• _WHAT TO PRODUCE_
Scan the records below and report how many lines include the string "older"; the number alone will do.

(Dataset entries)
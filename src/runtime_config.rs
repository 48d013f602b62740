// =============================================================================
// Runtime Configuration — indicator windows and bot settings with atomic save
// =============================================================================
//
// Two layers of configuration:
//
// * `RuntimeConfig` — tunables loaded from a JSON file. Every field carries
//   `#[serde(default)]` so that adding new fields never breaks loading an
//   older config file.
// * `BotSecrets` — credentials and deployment endpoints read once from the
//   process environment at startup and handed to the I/O clients explicitly.
//   The analysis engine never sees either.
//
// Persistence uses an atomic tmp + rename pattern to prevent corruption on
// crash.
// =============================================================================

use std::path::Path;

use anyhow::{bail, Context, Result};
use serde::{Deserialize, Serialize};
use tracing::{info, warn};

use crate::binance::is_valid_interval;

/// Binance rejects kline requests above this limit.
pub const MAX_KLINE_LIMIT: u32 = 1000;

// =============================================================================
// Default-value helpers (required by serde `default = "..."` attribute)
// =============================================================================

fn default_sma_short() -> usize {
    20
}

fn default_sma_long() -> usize {
    50
}

fn default_ema_fast() -> usize {
    9
}

fn default_ema_slow() -> usize {
    21
}

fn default_macd_fast() -> usize {
    12
}

fn default_macd_slow() -> usize {
    26
}

fn default_macd_signal() -> usize {
    9
}

fn default_bollinger_period() -> usize {
    20
}

fn default_bollinger_std() -> f64 {
    2.0
}

fn default_period_14() -> usize {
    14
}

fn default_smoothing_3() -> usize {
    3
}

fn default_volume_ma() -> usize {
    20
}

fn default_interval() -> String {
    "1h".to_string()
}

fn default_kline_limit() -> u32 {
    500
}

fn default_min_candles() -> usize {
    50
}

fn default_quote_asset() -> String {
    "USDT".to_string()
}

fn default_vs_currency() -> String {
    "usd".to_string()
}

// =============================================================================
// IndicatorParams
// =============================================================================

/// Look-back windows of every indicator. Each one is independent: changing a
/// field only changes the corresponding indicator.
#[derive(Debug, Clone, PartialEq, Serialize, Deserialize)]
pub struct IndicatorParams {
    #[serde(default = "default_sma_short")]
    pub sma_short: usize,

    /// Window of the SMA used by the trend-vs-MA rule.
    #[serde(default = "default_sma_long")]
    pub sma_long: usize,

    #[serde(default = "default_ema_fast")]
    pub ema_fast: usize,

    #[serde(default = "default_ema_slow")]
    pub ema_slow: usize,

    #[serde(default = "default_macd_fast")]
    pub macd_fast: usize,

    #[serde(default = "default_macd_slow")]
    pub macd_slow: usize,

    #[serde(default = "default_macd_signal")]
    pub macd_signal: usize,

    #[serde(default = "default_bollinger_period")]
    pub bollinger_period: usize,

    /// Band half-width in standard deviations.
    #[serde(default = "default_bollinger_std")]
    pub bollinger_std: f64,

    #[serde(default = "default_period_14")]
    pub rsi_period: usize,

    #[serde(default = "default_period_14")]
    pub stoch_k: usize,

    #[serde(default = "default_smoothing_3")]
    pub stoch_d: usize,

    /// %K window of Stochastic RSI (its RSI period is `rsi_period`).
    #[serde(default = "default_period_14")]
    pub stoch_rsi_k: usize,

    #[serde(default = "default_smoothing_3")]
    pub stoch_rsi_d: usize,

    #[serde(default = "default_period_14")]
    pub atr_period: usize,

    #[serde(default = "default_volume_ma")]
    pub volume_ma: usize,
}

impl Default for IndicatorParams {
    fn default() -> Self {
        Self {
            sma_short: default_sma_short(),
            sma_long: default_sma_long(),
            ema_fast: default_ema_fast(),
            ema_slow: default_ema_slow(),
            macd_fast: default_macd_fast(),
            macd_slow: default_macd_slow(),
            macd_signal: default_macd_signal(),
            bollinger_period: default_bollinger_period(),
            bollinger_std: default_bollinger_std(),
            rsi_period: default_period_14(),
            stoch_k: default_period_14(),
            stoch_d: default_smoothing_3(),
            stoch_rsi_k: default_period_14(),
            stoch_rsi_d: default_smoothing_3(),
            atr_period: default_period_14(),
            volume_ma: default_volume_ma(),
        }
    }
}

impl IndicatorParams {
    /// Reject zero windows and a non-positive band multiplier.
    pub fn validate(&self) -> Result<()> {
        let windows = [
            ("sma_short", self.sma_short),
            ("sma_long", self.sma_long),
            ("ema_fast", self.ema_fast),
            ("ema_slow", self.ema_slow),
            ("macd_fast", self.macd_fast),
            ("macd_slow", self.macd_slow),
            ("macd_signal", self.macd_signal),
            ("bollinger_period", self.bollinger_period),
            ("rsi_period", self.rsi_period),
            ("stoch_k", self.stoch_k),
            ("stoch_d", self.stoch_d),
            ("stoch_rsi_k", self.stoch_rsi_k),
            ("stoch_rsi_d", self.stoch_rsi_d),
            ("atr_period", self.atr_period),
            ("volume_ma", self.volume_ma),
        ];
        for (name, value) in windows {
            if value == 0 {
                bail!("indicator window `{name}` must be at least 1");
            }
        }
        if !(self.bollinger_std.is_finite() && self.bollinger_std > 0.0) {
            bail!(
                "bollinger_std must be a positive number, got {}",
                self.bollinger_std
            );
        }
        Ok(())
    }
}

// =============================================================================
// RuntimeConfig
// =============================================================================

/// Top-level runtime configuration for the bot.
///
/// Every field has a serde default so that older JSON files missing new fields
/// will still deserialise correctly.
#[derive(Debug, Clone, Serialize, Deserialize)]
pub struct RuntimeConfig {
    /// Indicator windows used by every analysis.
    #[serde(default)]
    pub indicators: IndicatorParams,

    /// Kline interval requested from Binance (e.g. "15m", "1h", "4h").
    #[serde(default = "default_interval")]
    pub default_interval: String,

    /// Number of candles requested per analysis.
    #[serde(default = "default_kline_limit")]
    pub kline_limit: u32,

    /// Below this many candles the bot refuses to report an analysis.
    #[serde(default = "default_min_candles")]
    pub min_candles: usize,

    /// Quote asset appended to bare symbols (`BTC` -> `BTCUSDT`).
    #[serde(default = "default_quote_asset")]
    pub quote_asset: String,

    /// CoinGecko `vs_currencies` value for spot prices.
    #[serde(default = "default_vs_currency")]
    pub vs_currency: String,
}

• _RESULT OF THE TASK_
2